Assume dunque rilievo la pubblicazione da parte dell’editore Chiarelettere di un volume, Potere occulto. Dal fascismo alle stragi di mafia: la lunga storia criminale italiana (pp. 787, € 24), che raccoglie tre sue celebri indagini: L’anello della RepubblicaDoppio livello e La strategia dell’inganno, uscite rispettivamente nel 2009, 2013 e 2017, riproposte nelle edizioni originali e precedute da una nuova introduzione dell’autrice. Una complicata ricostruzione storica durata decenni, che mette a fuoco eventi accaduti tra il 1945 e il 1993, un contributo fondamentale per chi studi la natura delle forze occulte che hanno agito e agiscono all’interno dello Stato democratico senza alcuna legittimità, orientando persino le scelte dei governi. Il versante oscuro indagato da Stefania Limiti è quello da cui ci mise in guardia Norberto Bobbio, “quel potere che si autolegittima, si nasconde, vive nel segreto ma siede accanto al potere legittimo”: dunque, ben più subdolo da percepire e decifrare. Perché quella dei poteri occulti è materia quanto mai viscida e sfuggente, dalla fenomenologia complessa, che si presta a generiche accuse di complottismo, anche se ormai esistono nuguli di prove della sotterranea opera di manipolazione sulla nostra fragile Repubblica esercitata da strutture coperte e parallele nate in continuità con il fascismo, create e alimentate dai servizi segreti degli Stati Uniti d’America in funzione anticomunista, evidenze inoppugnabili assunte anche nelle conclusioni delle varie Commissioni parlamentari sulle stragi.
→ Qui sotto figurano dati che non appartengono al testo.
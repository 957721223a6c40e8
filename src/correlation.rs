//! Identity correlation: tying server-generated identities back to the
//! input rows they came from.
//!
//! Reconciliation statements that can report identities project
//! `(__index, __identity)` where `__index` is the OrderToken of the staged
//! row. The general correlation query fills whatever those statements did
//! not report. Both feed an [`IdentityAccumulator`] keyed by OrderToken, so
//! every index appears at most once in the result.

use std::collections::BTreeMap;

use crate::compiler::CommandSet;
use crate::error::{BulkError, Phase};
use crate::request::{BulkRequest, IdentityResult};
use crate::session::BulkSession;
use crate::value::Value;

// ── Accumulator ────────────────────────────────────────────────────────────

/// Identities keyed by OrderToken, bounded by the staged row count.
#[derive(Debug, Clone, Default)]
pub struct IdentityAccumulator {
    limit: u64,
    entries: BTreeMap<i64, Value>,
}

impl IdentityAccumulator {
    /// An accumulator for `staged` input rows (indices `0..staged`).
    pub fn new(staged: u64) -> Self {
        IdentityAccumulator {
            limit: staged,
            entries: BTreeMap::new(),
        }
    }

    fn in_range(&self, index: i64) -> bool {
        u64::try_from(index).is_ok_and(|i| i < self.limit)
    }

    /// Record a directly reported identity, replacing an earlier one.
    ///
    /// Returns `false` when the index is uncorrelated or out of range.
    pub fn record(&mut self, result: IdentityResult) -> bool {
        if !self.in_range(result.index) {
            return false;
        }
        self.entries.insert(result.index, result.identity);
        true
    }

    /// Fill an index nothing has reported yet. Reported identities win.
    pub fn fill(&mut self, result: IdentityResult) -> bool {
        if !self.in_range(result.index) {
            return false;
        }
        let mut inserted = false;
        self.entries.entry(result.index).or_insert_with(|| {
            inserted = true;
            result.identity
        });
        inserted
    }

    pub fn len(&self) -> usize {
        self.entries.len()
    }

    pub fn is_empty(&self) -> bool {
        self.entries.is_empty()
    }

    /// Results ordered by index. Placeholders that never received a
    /// non-NULL identity are dropped.
    pub fn into_results(self) -> Vec<IdentityResult> {
        self.entries
            .into_iter()
            .filter(|(_, identity)| !identity.is_null())
            .map(|(index, identity)| IdentityResult::new(index, identity))
            .collect()
    }
}

// ── Reconciliation ─────────────────────────────────────────────────────────

/// What reconciliation did to the destination.
#[derive(Debug, Clone, Default, PartialEq)]
pub struct Reconciled {
    pub affected: u64,
    pub identities: Vec<IdentityResult>,
}

/// Run the reconciliation statements of `commands` against the staged rows
/// and correlate identities when the request asks for them.
///
/// Statements run in order inside the caller's unit of work. The first
/// failure is returned unchanged; nothing is committed here.
pub fn reconcile<S: BulkSession + ?Sized>(
    session: &mut S,
    commands: &CommandSet,
    req: &BulkRequest,
    staged: u64,
) -> Result<Reconciled, BulkError> {
    let table = req.destination.to_string();
    let mut affected = 0u64;
    let mut acc = IdentityAccumulator::new(staged);

    for stmt in &commands.reconcile {
        if stmt.yields_identities {
            let rows = session.query_identities(Phase::Reconcile, &table, &stmt.sql)?;
            affected += rows.len() as u64;
            let reported = rows.len();
            let mut skipped = 0usize;
            for row in rows {
                if !acc.record(row) {
                    skipped += 1;
                }
            }
            tracing::debug!(
                table = %table,
                statement = stmt.kind.as_str(),
                rows = reported,
                skipped,
                "reconciled with identities"
            );
        } else {
            let rows = session.execute(Phase::Reconcile, &table, &stmt.sql)?;
            affected += rows;
            tracing::debug!(
                table = %table,
                statement = stmt.kind.as_str(),
                rows,
                "reconciled"
            );
        }
    }

    if !req.returns_identity() {
        return Ok(Reconciled {
            affected,
            identities: Vec::new(),
        });
    }

    if let Some(sql) = &commands.correlate {
        let rows = session.query_identities(Phase::Reconcile, &table, sql)?;
        let filled = rows.into_iter().filter(|r| acc.fill(r.clone())).count();
        tracing::debug!(table = %table, filled, "identities correlated");
    }

    let identities = acc.into_results();
    if (identities.len() as u64) < staged {
        tracing::debug!(
            table = %table,
            staged,
            correlated = identities.len(),
            "some rows have no identity"
        );
    }
    Ok(Reconciled {
        affected,
        identities,
    })
}

#[cfg(test)]
mod tests {
    use super::*;
    use crate::compiler::compile;
    use crate::field::{DbColumn, Field, FieldMapping, QualifiedName};
    use crate::request::{IdentityBehavior, IdentityColumn, MergeStrategy, OperationKind};
    use crate::staging::StagingRelation;
    use crate::test_helpers::{Recorder, RecordingSession};

    fn request(kind: OperationKind, behavior: IdentityBehavior) -> BulkRequest {
        let id = DbColumn::new("id", "integer").primary().identity();
        BulkRequest {
            kind,
            staging: StagingRelation::temporary(&format!("__bulk_{}_person", kind.as_str())),
            destination: QualifiedName::new(None, "person"),
            order_column: "__bulk_order".into(),
            mappings: vec![
                FieldMapping::new(&Field::new("email"), 0, &DbColumn::new("email", "text")),
                FieldMapping::new(&Field::new("name"), 1, &DbColumn::new("name", "text")),
            ],
            qualifiers: vec!["email".into()],
            primary_keys: vec![id.name.clone()],
            identity: Some(IdentityColumn {
                name: id.name,
                generated_always: false,
            }),
            identity_behavior: behavior,
            merge_strategy: MergeStrategy::InsertThenUpdate,
            hints: None,
        }
    }

    #[test]
    fn test_accumulator_bounds() {
        let mut acc = IdentityAccumulator::new(2);
        assert!(acc.record(IdentityResult::new(0, Value::Int32(1))));
        assert!(!acc.record(IdentityResult::new(2, Value::Int32(3))));
        assert!(!acc.record(IdentityResult::uncorrelated(Value::Int32(4))));
        assert_eq!(acc.len(), 1);
    }

    #[test]
    fn test_accumulator_record_overwrites_fill_does_not() {
        let mut acc = IdentityAccumulator::new(3);
        acc.record(IdentityResult::new(1, Value::Int32(10)));
        acc.record(IdentityResult::new(1, Value::Int32(11)));
        assert!(!acc.fill(IdentityResult::new(1, Value::Int32(99))));
        assert!(acc.fill(IdentityResult::new(0, Value::Int32(5))));
        assert_eq!(
            acc.into_results(),
            vec![
                IdentityResult::new(0, Value::Int32(5)),
                IdentityResult::new(1, Value::Int32(11)),
            ]
        );
    }

    #[test]
    fn test_accumulator_drops_null_placeholders() {
        let mut acc = IdentityAccumulator::new(2);
        acc.record(IdentityResult::new(0, Value::Null));
        acc.fill(IdentityResult::new(1, Value::Int64(7)));
        assert_eq!(acc.into_results(), vec![IdentityResult::new(1, Value::Int64(7))]);
    }

    #[test]
    fn test_reconcile_counts_without_identities() {
        let req = request(OperationKind::Merge, IdentityBehavior::Ignore);
        let commands = compile(&req).unwrap();
        let recorder = Recorder::new();
        recorder.respond_affected("UPDATE", 1);
        recorder.respond_affected("INSERT", 1);
        let mut session = RecordingSession::new(recorder.clone());

        let out = reconcile(&mut session, &commands, &req, 2).unwrap();
        assert_eq!(out.affected, 2);
        assert!(out.identities.is_empty());
        assert_eq!(recorder.statements().len(), 2);
    }

    #[test]
    fn test_insert_then_update_merges_both_phases() {
        let req = request(OperationKind::Merge, IdentityBehavior::ReturnIdentity);
        let commands = compile(&req).unwrap();
        let recorder = Recorder::new();
        recorder.respond_identities("UPDATE", vec![IdentityResult::new(0, Value::Int32(10))]);
        recorder.respond_identities("WITH __pending", vec![IdentityResult::new(1, Value::Int32(11))]);
        // The correlation query sees both rows; it must not override them.
        recorder.respond_identities(
            "ROW_NUMBER() OVER (PARTITION BY",
            vec![
                IdentityResult::new(0, Value::Int32(99)),
                IdentityResult::new(1, Value::Int32(98)),
            ],
        );
        let mut session = RecordingSession::new(recorder.clone());

        let out = reconcile(&mut session, &commands, &req, 2).unwrap();
        assert_eq!(out.affected, 2);
        assert_eq!(
            out.identities,
            vec![
                IdentityResult::new(0, Value::Int32(10)),
                IdentityResult::new(1, Value::Int32(11)),
            ]
        );
        assert_eq!(recorder.statements().len(), 3);
    }

    #[test]
    fn test_update_identities_come_from_correlation() {
        let req = request(OperationKind::Update, IdentityBehavior::ReturnIdentity);
        let commands = compile(&req).unwrap();
        let recorder = Recorder::new();
        recorder.respond_affected("UPDATE", 1);
        recorder.respond_identities(
            "ROW_NUMBER() OVER (PARTITION BY",
            vec![IdentityResult::new(1, Value::Int32(42))],
        );
        let mut session = RecordingSession::new(recorder);

        let out = reconcile(&mut session, &commands, &req, 2).unwrap();
        assert_eq!(out.affected, 1);
        assert_eq!(out.identities, vec![IdentityResult::new(1, Value::Int32(42))]);
    }

    #[test]
    fn test_reconcile_failure_propagates() {
        let req = request(OperationKind::Delete, IdentityBehavior::Ignore);
        let commands = compile(&req).unwrap();
        let recorder = Recorder::new();
        recorder.fail_on("DELETE");
        let mut session = RecordingSession::new(recorder);

        let err = reconcile(&mut session, &commands, &req, 1).unwrap_err();
        assert!(matches!(err, BulkError::Reconciliation { .. }));
    }
}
L’Anello della Repubblica, introdotto da uno dei maggiori studiosi della materia, Giuseppe De Lutiis (prefazione che egli scrisse “superando i tentativi di alcuni settori dei servizi che volevano convincerlo a non farla”, come rivela l’autrice), indaga le origini e lo sviluppo di un’associazione talmente segreta da non avere nome, a cui si allude con le perifrasi: “noto servizio” o, appunto, “l’Anello”. Addentrarsi in questa buia caverna dove “si percepiscono solo guizzi di luce” è impresa non poco impervia, per la mancanza di una esaustiva documentazione ufficiale e per l’attività svolta dal gruppo, “che va ben oltre la segretezza delle normali operazioni di intelligence” (De Lutiis). Tale struttura ha giocato un ruolo importante nelle vicende della nostra Repubblica, e rintracciarne la genesi e lo sviluppo, le possibili articolazioni e le operazioni che ha portato a termine, i poteri che ha servito, significa leggere sotto una nuova luce alcuni eventi nodali della nostra storia recente, fatti di sangue come il rapimento e l’uccisione di Aldo Moro, o la clamorosa evasione del criminale nazista Herbert Kappler dall’ospedale militare del Celio, la vicenda del rapimento del democristiano Ciro Cirillo. Ma la Limiti fa anche di più: delinea la struttura del famigerato “Anello”, ne identifica alcuni appartenenti, fondando il suo discorso sulle imprescindibili indagini di magistrati coraggiosi, come il giudice Salvini, su clamorose ricerche d’archivio come quelle di Aldo Giannuli, autore del ritrovamento di documenti sepolti negli scantinati del Viminale e di altre istituzioni, sulle testimonianze preziose rese da individui a conoscenza dei fatti, sull’esame della bibliografia esistente: di frammento in frammento, l’autrice riesce a tracciare un quadro sufficientemente chiaro, a riempire qualcuno dei buchi che costellano i tanti misteri di questa Repubblica delle banane che è ed è sempre stata l’Italia.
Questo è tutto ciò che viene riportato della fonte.